“The first souls that came to heaven capable of bearing life-forming seeds had undergone this pre-experience. They were few, very few, as you will understand, and not often those which the world would think would arrive there. They were the weak and helpless, the suffering and the patient, who had learnt from the past and present to stand what others could never tamely undergo. They needed above all the spirit of endurance, and all these things are wonderfully well learnt in hell—they are remembered even when forgotten, in the hour of need. My wife Ursula was one these. A noble spirit with great faults tamed in hell and sent again on to earth to suffer in the hour of need. She was one of our first children. I remember the great rejoicing when she was born, and how all gathered round to see a result which all had striven for from time scarce countable. And as I stooped to kiss the baby fingers I felt them clasp unconsciously around my own, and ever afterwards I stood by her through the great weakness and the after-strength that ends the long journey.

“But our progress on the earth was very slow. We had no bribes to offer, nothing to give but a purity and simplicity they could not understand. For, as you know, the earth is tawdry and gaudy, and the devils who tempted it understood its littleness and mediocrity well. And here you will understand that those tempting devils are not the great powers of Evil. I do not know that those great powers have ever once put temptation in the way of man. They punish and give pain, but for the rest, knowing well man’s nature, they leave things to his weakness and ignorance and the slave spirits that work to ruin him for their own ends. And man, left to himself, understands the powers of Evil no better than those of Good. By a remarkably whimsical reasoning, which is his chief characteristic, he put Evil one lower than Good, because somehow, by a very muddled yet ironically truthful process, he has come blindly to understand that Good will help and Evil hinder him. And as, with natural conceit, he imagined all things were made for him to pick and choose, he lauded his benefactor, and spoke of the Rival Power as inferior, and grovelling under a fairly long and loose chain of thraldom. But God is God, whether of Evil or of Good—like action and re-action—equal and opposite.

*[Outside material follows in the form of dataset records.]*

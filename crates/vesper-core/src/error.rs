//! Error types for helper configuration.

use thiserror::Error;

/// Structured errors emitted while validating helper configuration.
///
/// Every helper validates its configuration at construction and fails fast
/// with one of these instead of rendering an inconsistent widget.
#[derive(Debug, Error, PartialEq)]
pub enum ConfigError {
    /// Two options carried the same value key.
    #[error("duplicate option value '{value}'")]
    DuplicateValue {
        /// The value that appeared more than once.
        value: String,
    },
    /// An option was missing its value key.
    #[error("option at position {index} has an empty value")]
    EmptyValue {
        /// Position of the offending option in the caller's list.
        index: usize,
    },
    /// An option was missing its display label.
    #[error("option '{value}' has an empty label")]
    EmptyLabel {
        /// Value key of the offending option.
        value: String,
    },
    /// A numeric threshold was negative, NaN, or infinite.
    #[error("invalid value for '{field}': {reason}")]
    InvalidThreshold {
        /// Name of the field that failed validation.
        field: &'static str,
        /// Machine-readable reason for the failure.
        reason: &'static str,
    },
}

/// Convenience alias for configuration results.
pub type ConfigResult<T> = Result<T, ConfigError>;
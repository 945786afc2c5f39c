//! Dark-mode state: system preference plus an optional manual override.

/// Light or dark theme preference.
#[derive(Clone, Copy, Debug, PartialEq, Eq)]
pub enum ThemeMode {
    /// Light theme mode.
    Light,
    /// Dark theme mode.
    Dark,
}

impl ThemeMode {
    /// String identifier used in CSS datasets.
    #[must_use]
    pub const fn as_str(self) -> &'static str {
        match self {
            Self::Light => "light",
            Self::Dark => "dark",
        }
    }

    const fn from_prefers_dark(prefers_dark: bool) -> Self {
        if prefers_dark { Self::Dark } else { Self::Light }
    }
}

/// Tracks the effective theme mode.
///
/// Starts out following the system preference; any manual switch (toggle or
/// explicit set) pins the mode, after which preference changes are ignored.
/// No persistence: the page reload starts from the system preference again.
#[derive(Clone, Copy, Debug, PartialEq, Eq)]
pub struct ThemeState {
    mode: ThemeMode,
    follows_system: bool,
}

impl ThemeState {
    /// Initial state from the system color-scheme preference.
    #[must_use]
    pub const fn from_system(prefers_dark: bool) -> Self {
        Self {
            mode: ThemeMode::from_prefers_dark(prefers_dark),
            follows_system: true,
        }
    }

    /// Effective mode.
    #[must_use]
    pub const fn mode(self) -> ThemeMode {
        self.mode
    }

    /// Whether dark mode is in effect.
    #[must_use]
    pub const fn is_dark(self) -> bool {
        matches!(self.mode, ThemeMode::Dark)
    }

    /// Whether the state still tracks the system preference.
    #[must_use]
    pub const fn follows_system(self) -> bool {
        self.follows_system
    }

    /// Flips the mode and pins it as a manual override.
    pub const fn toggle(&mut self) -> ThemeMode {
        let next = match self.mode {
            ThemeMode::Light => ThemeMode::Dark,
            ThemeMode::Dark => ThemeMode::Light,
        };
        self.set_mode(next);
        next
    }

    /// Sets the mode explicitly, pinning it as a manual override.
    pub const fn set_mode(&mut self, mode: ThemeMode) {
        self.mode = mode;
        self.follows_system = false;
    }

    /// Applies a system preference change.
    ///
    /// Only takes effect while no manual override is pinned. Returns whether
    /// the effective mode changed.
    pub const fn system_changed(&mut self, prefers_dark: bool) -> bool {
        if !self.follows_system {
            return false;
        }
        let next = ThemeMode::from_prefers_dark(prefers_dark);
        let changed = !matches!(
            (self.mode, next),
            (ThemeMode::Light, ThemeMode::Light) | (ThemeMode::Dark, ThemeMode::Dark)
        );
        self.mode = next;
        changed
    }
}

#[cfg(test)]
mod tests {
    use super::*;

    #[test]
    fn starts_from_system_preference() {
        assert!(ThemeState::from_system(true).is_dark());
        assert!(!ThemeState::from_system(false).is_dark());
    }

    #[test]
    fn toggle_flips_and_pins() {
        let mut state = ThemeState::from_system(true);
        assert_eq!(state.toggle(), ThemeMode::Light);
        assert!(!state.is_dark());
        assert!(!state.follows_system());

        // Pinned: the system flipping back to dark is ignored.
        assert!(!state.system_changed(true));
        assert!(!state.is_dark());
    }

    #[test]
    fn follows_system_until_overridden() {
        let mut state = ThemeState::from_system(false);
        assert!(state.system_changed(true));
        assert!(state.is_dark());
        assert!(!state.system_changed(true));
    }

    #[test]
    fn set_mode_pins_override() {
        let mut state = ThemeState::from_system(false);
        state.set_mode(ThemeMode::Dark);
        assert!(state.is_dark());
        assert!(!state.system_changed(false));
        assert!(state.is_dark());
    }

    #[test]
    fn theme_mode_to_str() {
        assert_eq!(ThemeMode::Light.as_str(), "light");
        assert_eq!(ThemeMode::Dark.as_str(), "dark");
    }
}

“I have said that we had nothing to offer humanity. The world did not belong to us, and therefore no pleasure nor greatness that it could give could come from us. But nobility and purity and strength of character had grown up even in this poor soil, as I have shown.

“And then at last the greatest riddle of all was solved—the riddle of human nature. You will perhaps think it was a ridiculously long time to have spent upon so simple a thing. The length of time and the simplicity are equal. We discovered if we were to act with humanity we must suffer with it, feel with it, be of it—in fact, take its nature upon ourselves. It was, or seemed to be, a step of utter humiliation and shame. I remember the time when the discovery was made—the silence that came after it. Before, we had always felt a certain amount of joy and triumph, but now that had gone. But because we had given the word of God to uplift humanity, it could not be broken, nor would we have wished to if we could. We wished to save and raise the many, not the few; and the word ‘impossible’ was unknown to us. The powers of Evil laughed, as well they might. This was the most exquisite jest of all. If we would drag humanity up to us we must first descend to it, not in condescension and superiority but in equality—not even that. But there could be no dallying nor shirking by delay. Our plan was now to see how the great work could be accomplished. It must be done secretly, the introduction of pure light and Godhead on to earth, or otherwise it would meet with ineffectual defeat, and the chance once lost would pass for ever. About this time there was born to me a daughter. She was our first-born child, and it seemed to my fond eyes I had never yet beheld anything so fair and lovely. I used to watch her as she played about the house, and she it was who drew me nearer to the earth—since she had sprung from it by much trial and tribulation.

“But as she grew the question grew, How to descend unknown to touch the nature of humanity.

“Then each spirit of heaven brought some pure essence of his own body, and the whole was compressed to a seed so small as to be near invisible. And it was this one seed that, coming from us and returning to us, made us at one, or seemingly at one, with man.

“The greatest of our sages then were gathered to see how this fine seed could be translated to the earth effectively and secretly, for its presence was traceable but to the blind. At last Michael counselled thus:—

“‘If we send it by one who is as innocent of its presence as of sin or harm we may expect success. None act so well as those free from all taint of deception and pre-arranged thought.’

“And the lot fell upon my daughter.

“She was but a tender spirit, not half formed in strength—never having taken the long journey that completes and perfects the strength to that of highest God. She had nothing but her own sweet graces and winning perfection of beauty; not a fit thing to be left alone in any place of danger. Moreover, she had had no experience of anything beyond our home, and all her days had been spent in singing about the house, and working, and studying such things as were suitable to her age and understanding.